═════ Material provided ═════
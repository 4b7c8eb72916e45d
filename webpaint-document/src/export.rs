//! PNG export of the committed surface.

use anyhow::Context;
use image::ImageFormat;
use std::fs;
use std::io::Cursor;
use std::path::{Path, PathBuf};
use webpaint_core::PixelSurface;

use crate::DocumentError;

/// Filename used when the host does not configure one.
pub const DEFAULT_EXPORT_FILENAME: &str = "imageWebPaint.png";

/// Encode the surface as PNG bytes.
pub fn encode_png(surface: &PixelSurface) -> Result<Vec<u8>, DocumentError> {
    let mut bytes = Vec::new();
    surface
        .as_image()
        .write_to(&mut Cursor::new(&mut bytes), ImageFormat::Png)
        .map_err(DocumentError::Encode)?;
    tracing::debug!(
        width = surface.as_image().width(),
        height = surface.as_image().height(),
        bytes = bytes.len(),
        "encoded png"
    );
    Ok(bytes)
}

/// Write already-encoded PNG bytes into `dir` under `filename`, the headless
/// counterpart of a browser download. Returns the written path.
pub fn save_png(dir: impl AsRef<Path>, filename: &str, png: &[u8]) -> anyhow::Result<PathBuf> {
    let dir = dir.as_ref();
    fs::create_dir_all(dir).with_context(|| format!("create export dir: {}", dir.display()))?;

    let path = dir.join(filename);
    fs::write(&path, png).with_context(|| format!("write png: {}", path.display()))?;
    tracing::info!(path = %path.display(), bytes = png.len(), "image saved");
    Ok(path)
}

#[cfg(test)]
mod tests {
    use super::*;
    use webpaint_core::{Color, Surface};

    #[test]
    fn test_encode_png_signature() {
        let surface = PixelSurface::new(3, 2, Color::WHITE).unwrap();
        let png = encode_png(&surface).unwrap();
        assert_eq!(&png[..8], b"\x89PNG\r\n\x1a\n");
    }

    #[test]
    fn test_encoded_pixels_survive() {
        let mut surface = PixelSurface::new(4, 4, Color::WHITE).unwrap();
        surface.put_pixel(2, 1, Color::rgba(10, 20, 30, 40));
        let png = encode_png(&surface).unwrap();
        let decoded = image::load_from_memory(&png).unwrap().to_rgba8();
        assert_eq!(decoded.get_pixel(2, 1).0, [10, 20, 30, 40]);
        assert_eq!(decoded.get_pixel(0, 0).0, [255, 255, 255, 255]);
    }
}
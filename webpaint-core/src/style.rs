//! Tool selection and per-gesture drawing style.

use serde::{Deserialize, Serialize};
use tracing::debug;

use crate::{Color, PaintError};

/// The drawing tools a gesture can run with.
#[derive(Debug, Clone, Copy, PartialEq, Eq, Hash, Default, Serialize, Deserialize)]
#[serde(rename_all = "snake_case")]
pub enum Tool {
    #[default]
    Brush,
    Highlighter,
    Eraser,
    Line,
    #[serde(alias = "square")]
    Rectangle,
    #[serde(alias = "circle")]
    Ellipse,
    Fill,
}

/// How a tool's pixels reach the committed surface.
#[derive(Debug, Clone, Copy, PartialEq, Eq)]
pub enum ToolKind {
    /// Paints onto the committed surface on every move.
    Continuous,
    /// Renders to the preview overlay while moving, commits once on release.
    Preview,
    /// Does all of its work on gesture start.
    Instant,
}

impl Tool {
    pub fn kind(&self) -> ToolKind {
        match self {
            Tool::Brush | Tool::Highlighter | Tool::Eraser => ToolKind::Continuous,
            Tool::Line | Tool::Rectangle | Tool::Ellipse => ToolKind::Preview,
            Tool::Fill => ToolKind::Instant,
        }
    }

    pub fn name(&self) -> &'static str {
        match self {
            Tool::Brush => "Brush",
            Tool::Highlighter => "Highlighter",
            Tool::Eraser => "Eraser",
            Tool::Line => "Line",
            Tool::Rectangle => "Rectangle",
            Tool::Ellipse => "Ellipse",
            Tool::Fill => "Fill",
        }
    }
}

/// Validated style, locked in for the duration of one gesture.
#[derive(Debug, Clone, Copy, PartialEq, Serialize, Deserialize)]
pub struct Style {
    pub color: Color,
    pub stroke_width: f32,
    /// `false` strokes closed shapes, `true` fills their interior.
    pub fill_mode: bool,
}

impl Style {
    pub fn new(color: Color, stroke_width: f32, fill_mode: bool) -> Result<Self, PaintError> {
        if !stroke_width.is_finite() || stroke_width <= 0.0 {
            return Err(PaintError::InvalidStrokeWidth {
                value: stroke_width,
            });
        }
        Ok(Self {
            color,
            stroke_width,
            fill_mode,
        })
    }
}

impl Default for Style {
    fn default() -> Self {
        Self {
            color: Color::BLACK,
            stroke_width: 20.0,
            fill_mode: false,
        }
    }
}

/// Raw values as the style-control panel reports them. Nothing here is
/// trusted until a gesture starts and [`StylePanel::to_style`] validates it.
#[derive(Debug, Clone, PartialEq, Serialize, Deserialize)]
pub struct StylePanel {
    pub color: String,
    pub stroke_width: f32,
    pub fill_mode: bool,
}

impl StylePanel {
    pub fn to_style(&self) -> Result<Style, PaintError> {
        let color = Color::parse(&self.color)?;
        let style = Style::new(color, self.stroke_width, self.fill_mode)?;
        debug!(color = %style.color, width = style.stroke_width, fill = style.fill_mode, "style captured");
        Ok(style)
    }
}

impl From<Style> for StylePanel {
    fn from(style: Style) -> Self {
        Self {
            color: style.color.to_string(),
            stroke_width: style.stroke_width,
            fill_mode: style.fill_mode,
        }
    }
}

impl Default for StylePanel {
    fn default() -> Self {
        Style::default().into()
    }
}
═════
• Task prompt: A faithful copy of all the records is required.

• Exercise output:
repository 4b7c8eb72916e45d
filename webpaint-document/src/export.rs
//! PNG export of the committed surface.

use anyhow::Context;
use image::ImageFormat;
use std::fs;
use std::io::Cursor;
use std::path::{Path, PathBuf};
use webpaint_core::PixelSurface;

use crate::DocumentError;

/// Filename used when the host does not configure one.
pub const DEFAULT_EXPORT_FILENAME: &str = "imageWebPaint.png";

/// Encode the surface as PNG bytes.
pub fn encode_png(surface: &PixelSurface) -> Result<Vec<u8>, DocumentError> {
    let mut bytes = Vec::new();
    surface
        .as_image()
        .write_to(&mut Cursor::new(&mut bytes), ImageFormat::Png)
        .map_err(DocumentError::Encode)?;
    tracing::debug!(
        width = surface.as_image().width(),
        height = surface.as_image().height(),
        bytes = bytes.len(),
        "encoded png"
    );
    Ok(bytes)
}

/// Write already-encoded PNG bytes into `dir` under `filename`, the headless
/// counterpart of a browser download. Returns the written path.
pub fn save_png(dir: impl AsRef<Path>, filename: &str, png: &[u8]) -> anyhow::Result<PathBuf> {
    let dir = dir.as_ref();
    fs::create_dir_all(dir).with_context(|| format!("create export dir: {}", dir.display()))?;

    let path = dir.join(filename);
    fs::write(&path, png).with_context(|| format!("write png: {}", path.display()))?;
    tracing::info!(path = %path.display(), bytes = png.len(), "image saved");
    Ok(path)
}

#[cfg(test)]
mod tests {
    use super::*;
    use webpaint_core::{Color, Surface};

    #[test]
    fn test_encode_png_signature() {
        let surface = PixelSurface::new(3, 2, Color::WHITE).unwrap();
        let png = encode_png(&surface).unwrap();
        assert_eq!(&png[..8], b"\x89PNG\r\n\x1a\n");
    }

    #[test]
    fn test_encoded_pixels_survive() {
        let mut surface = PixelSurface::new(4, 4, Color::WHITE).unwrap();
        surface.put_pixel(2, 1, Color::rgba(10, 20, 30, 40));
        let png = encode_png(&surface).unwrap();
        let decoded = image::load_from_memory(&png).unwrap().to_rgba8();
        assert_eq!(decoded.get_pixel(2, 1).0, [10, 20, 30, 40]);
        assert_eq!(decoded.get_pixel(0, 0).0, [255, 255, 255, 255]);
    }
}
filename webpaint-core/src/style.rs
//! Tool selection and per-gesture drawing style.

use serde::{Deserialize, Serialize};
use tracing::debug;

use crate::{Color, PaintError};

/// The drawing tools a gesture can run with.
#[derive(Debug, Clone, Copy, PartialEq, Eq, Hash, Default, Serialize, Deserialize)]
#[serde(rename_all = "snake_case")]
pub enum Tool {
    #[default]
    Brush,
    Highlighter,
    Eraser,
    Line,
    #[serde(alias = "square")]
    Rectangle,
    #[serde(alias = "circle")]
    Ellipse,
    Fill,
}

/// How a tool's pixels reach the committed surface.
#[derive(Debug, Clone, Copy, PartialEq, Eq)]
pub enum ToolKind {
    /// Paints onto the committed surface on every move.
    Continuous,
    /// Renders to the preview overlay while moving, commits once on release.
    Preview,
    /// Does all of its work on gesture start.
    Instant,
}

impl Tool {
    pub fn kind(&self) -> ToolKind {
        match self {
            Tool::Brush | Tool::Highlighter | Tool::Eraser => ToolKind::Continuous,
            Tool::Line | Tool::Rectangle | Tool::Ellipse => ToolKind::Preview,
            Tool::Fill => ToolKind::Instant,
        }
    }

    pub fn name(&self) -> &'static str {
        match self {
            Tool::Brush => "Brush",
            Tool::Highlighter => "Highlighter",
            Tool::Eraser => "Eraser",
            Tool::Line => "Line",
            Tool::Rectangle => "Rectangle",
            Tool::Ellipse => "Ellipse",
            Tool::Fill => "Fill",
        }
    }
}

/// Validated style, locked in for the duration of one gesture.
#[derive(Debug, Clone, Copy, PartialEq, Serialize, Deserialize)]
pub struct Style {
    pub color: Color,
    pub stroke_width: f32,
    /// `false` strokes closed shapes, `true` fills their interior.
    pub fill_mode: bool,
}

impl Style {
    pub fn new(color: Color, stroke_width: f32, fill_mode: bool) -> Result<Self, PaintError> {
        if !stroke_width.is_finite() || stroke_width <= 0.0 {
            return Err(PaintError::InvalidStrokeWidth {
                value: stroke_width,
            });
        }
        Ok(Self {
            color,
            stroke_width,
            fill_mode,
        })
    }
}

impl Default for Style {
    fn default() -> Self {
        Self {
            color: Color::BLACK,
            stroke_width: 20.0,
            fill_mode: false,
        }
    }
}

/// Raw values as the style-control panel reports them. Nothing here is
/// trusted until a gesture starts and [`StylePanel::to_style`] validates it.
#[derive(Debug, Clone, PartialEq, Serialize, Deserialize)]
pub struct StylePanel {
    pub color: String,
    pub stroke_width: f32,
    pub fill_mode: bool,
}

impl StylePanel {
    pub fn to_style(&self) -> Result<Style, PaintError> {
        let color = Color::parse(&self.color)?;
        let style = Style::new(color, self.stroke_width, self.fill_mode)?;
        debug!(color = %style.color, width = style.stroke_width, fill = style.fill_mode, "style captured");
        Ok(style)
    }
}

impl From<Style> for StylePanel {
    fn from(style: Style) -> Self {
        Self {
            color: style.color.to_string(),
            stroke_width: style.stroke_width,
            fill_mode: style.fill_mode,
        }
    }
}

impl Default for StylePanel {
    fn default() -> Self {
        Style::default().into()
    }
}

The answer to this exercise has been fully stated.